La voglia di toglierci dai guai è più forte di ogni avversità e il sentiero oramai è davanti ai nostri occhi, solo pochi passi e tutto sarà finito. Siamo di nuovo sull’82b e il mondo ci sembra più bello, persino la pioggia che rimbalza sul nostro poncho non ci da alcun fastidio; prima di arrivare alla chiesetta intercettiamo il sentiero 82, e per non farci mancare nulla puntiamo verso il Rif. S. Fermo.
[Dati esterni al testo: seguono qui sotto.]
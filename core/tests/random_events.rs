//! Random and romance event engine tests.
//!
//! Tests cover: check interval gating, per-event cooldowns, stat and
//! history conditions, first-satisfying-trigger-wins ordering, and
//! effects being applied by the engine itself.

use chrono::{DateTime, Duration, TimeZone, Utc};
use companion_core::{
    config::{CompanionConfig, EventConditions, MEMORY_COUNT_KEY},
    history::{InteractionLog, RomanceMemory},
    rng::SequenceRng,
    random_events::RandomEventEngine,
    stats::{StatReader, StatStore},
    subsystem::CompanionSubsystem,
    trigger::conditions_met,
};

fn t0() -> DateTime<Utc> {
    Utc.with_ymd_and_hms(2024, 1, 1, 0, 0, 0).unwrap()
}

fn setup() -> (RandomEventEngine, StatStore, InteractionLog) {
    let config = CompanionConfig::default_test();
    let engine = RandomEventEngine::random(config.random_events, Duration::seconds(30));
    (engine, StatStore::from_config(&config.stats), InteractionLog::new())
}

#[test]
fn first_check_is_immediate_and_applies_effects() {
    let (engine, stats, history) = setup();
    let mut rng = SequenceRng::constant(0.0);

    let fired = engine.check(t0(), &stats, &history, &mut rng).expect("sunny_day fires");
    assert_eq!(fired.name, "sunny_day");
    assert_eq!(fired.duration, Duration::seconds(5));
    assert_eq!(stats.get_stat("happiness"), 80.0, "effects applied by the engine");
    assert_eq!(engine.last_check(), Some(t0()));
}

#[test]
fn checks_are_gated_by_interval() {
    let (engine, stats, history) = setup();
    let mut rng = SequenceRng::constant(1.0);

    assert!(engine.check(t0(), &stats, &history, &mut rng).is_none());
    let consumed = rng.consumed();
    assert!(engine.check(t0() + Duration::seconds(10), &stats, &history, &mut rng).is_none());
    assert_eq!(rng.consumed(), consumed, "no draws before the interval elapses");
    assert_eq!(engine.last_check(), Some(t0()));
}

#[test]
fn cooldown_and_conditions_block_triggers() {
    let (engine, stats, history) = setup();
    let mut rng = SequenceRng::constant(0.0);

    assert!(engine.check(t0(), &stats, &history, &mut rng).is_some());
    // sunny_day cooling down, feeling_lonely needs happiness <= 40.
    assert!(engine.check(t0() + Duration::seconds(30), &stats, &history, &mut rng).is_none());

    stats.set_stat("happiness", 30.0);
    let fired = engine
        .check(t0() + Duration::seconds(60), &stats, &history, &mut rng)
        .expect("feeling_lonely fires once its condition holds");
    assert_eq!(fired.name, "feeling_lonely");
    assert_eq!(stats.get_stat("happiness"), 25.0);

    // Exactly at the end of the cooldown the trigger is ready again.
    let ready_at = t0() + Duration::seconds(600);
    assert_eq!(
        engine.check(ready_at, &stats, &history, &mut rng).map(|e| e.name),
        Some("sunny_day".to_string())
    );
}

#[test]
fn only_the_first_satisfying_trigger_fires() {
    let (engine, stats, history) = setup();
    stats.set_stat("happiness", 30.0);
    let mut rng = SequenceRng::constant(0.0);

    let fired = engine.check(t0(), &stats, &history, &mut rng).expect("one event");
    assert_eq!(fired.name, "sunny_day");
    let counts = engine.fire_counts();
    assert_eq!(counts.get("sunny_day"), Some(&1));
    assert_eq!(counts.get("feeling_lonely"), None);
}

#[test]
fn failed_rolls_fire_nothing() {
    let (engine, stats, history) = setup();
    let mut rng = SequenceRng::constant(0.5);
    assert!(engine.check(t0(), &stats, &history, &mut rng).is_none());
    assert!(engine.fire_counts().is_empty());
    assert_eq!(stats.get_stat("happiness"), 70.0);
}

#[test]
fn romance_events_need_interaction_history() {
    let config = CompanionConfig::default_test();
    let engine = RandomEventEngine::romance(config.romance_events, Duration::seconds(30));
    let stats = StatStore::from_config(&config.stats);
    let history = InteractionLog::new();
    let mut rng = SequenceRng::constant(0.0);

    history.record("feed", t0());
    history.record("pet", t0());
    assert!(engine.check(t0(), &stats, &history, &mut rng).is_none());

    history.record("compliment", t0());
    let fired = engine
        .check(t0() + Duration::seconds(30), &stats, &history, &mut rng)
        .expect("sweet_memory after three interactions");
    assert_eq!(fired.name, "sweet_memory");
    assert_eq!(stats.get_stat("affection"), 43.0);
}

#[test]
fn memory_conditions_count_recent_positive_memories() {
    let stats = StatStore::from_config(&CompanionConfig::default_test().stats);
    let history = InteractionLog::new();
    let now = t0() + Duration::hours(1);
    let conditions: EventConditions = [(
        MEMORY_COUNT_KEY.to_string(),
        [("total_min".to_string(), 1.0), ("recent_positive_min".to_string(), 1.0)].into(),
    )]
    .into();

    assert!(!conditions_met(&conditions, &stats, &history, now));
    history.record_memory(RomanceMemory {
        timestamp:        t0(),
        interaction_type: "compliment".into(),
        stats_before:     [("affection".to_string(), 40.0)].into(),
        stats_after:      [("affection".to_string(), 45.0)].into(),
        response:         String::new(),
    });
    assert!(conditions_met(&conditions, &stats, &history, now));
}

#[test]
fn empty_event_list_disables_engine() {
    let engine = RandomEventEngine::random(Vec::new(), Duration::seconds(30));
    assert!(!engine.is_enabled());
    engine.set_enabled(true);
    assert!(!engine.is_enabled(), "nothing to run without events");
    assert_eq!(engine.get_event_count(), 0);
}
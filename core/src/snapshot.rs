//! Snapshot serialization: full companion state to/from JSON.
//!
//! A snapshot is taken every SNAPSHOT_INTERVAL ticks when a store is
//! attached, and on demand. It captures everything needed to resume the
//! companion without replaying its event log.
//!
//! RULE: Durations are stored as integer milliseconds and maps are
//! ordered, so save → load → save is byte-identical.

use crate::{
    clock::CompanionClock,
    crisis::Crisis,
    error::SimResult,
    history::HistorySnapshot,
    progression::ProgressionState,
    stats::Stat,
    types::{CompanionId, Instant, Tick},
};
use serde::{Deserialize, Serialize};
use std::collections::BTreeMap;

pub const SNAPSHOT_INTERVAL: Tick = 60;

#[derive(Debug, Clone, Serialize, Deserialize, PartialEq)]
pub struct CompanionSnapshot {
    pub companion_id:     CompanionId,
    pub tick:             Tick,
    pub clock:            CompanionClock,
    pub stats:            BTreeMap<String, Stat>,
    #[serde(default, skip_serializing_if = "Option::is_none")]
    pub progression:      Option<ProgressionState>,
    pub history:          HistorySnapshot,
    #[serde(default)]
    pub active_crises:    Vec<Crisis>,
    pub last_interaction: Instant,
}

impl CompanionSnapshot {
    pub fn to_json(&self) -> SimResult<String> {
        Ok(serde_json::to_string(self)?)
    }

    pub fn from_json(json: &str) -> SimResult<Self> {
        Ok(serde_json::from_str(json)?)
    }
}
Il sentiero è bello e non si incontrano problemi di sorta, c’è solo qualche modesto saliscendi che però, dopo un tot di dislivello comincia a pesare.
Piove ad intermittenza, e giusto poco prima del rifugio (chiuso x restauri) la pioggia si fa più battente, il piccolo spiovente con i tavoli posto esternamente fa al caso nostro. Frutta, barrette, tutto ciò che abbiamo di commestibile lo finiamo, poi si aspetta la quiete…piccolo sprazzo di azzurro, si riparte.
Scendiamo seguendo la sterrata che passa vicino alla croce, e continuiamo così sino ad arrivare alla Malga Moren e Pendici del Monte Arano, qua la pioggia ci da tregua, il caldo ricompare, e ora non ci resta che tornare a Navertino dove ci fermeremo all’omonimo ristorante (si mangia bene) per gustarci una buona e meritata birra fresca.
Nota 1): Che dire, a me sto giro è piaciuto, peccato solo non aver toccato la Corna di S. Fermo. Ma da lì non si muove. Il primo tratto su sterrata è un po monotono, poi si aprono gli spazi e l’ambiente offre belle prospettive. Spettacolare la morfologia della linea di cresta che dal Pizzo Camino porta alla Corna di S. Fermo.
Nota 2): Cazzeggi vari…
SpinozaConte: “Mi propongo come avvocato difensore del popolo italiano”. Punterà sull’infermità mentale.
SpinozaSalvini: “Troppi italiani fanno uso di psicofarmaci”. Pensa che ridere quando avranno tutti una pistola sul comodino.
Lercio: Si fa una sega mentale durante una TAC al cervello. Denunciato per atti osceni.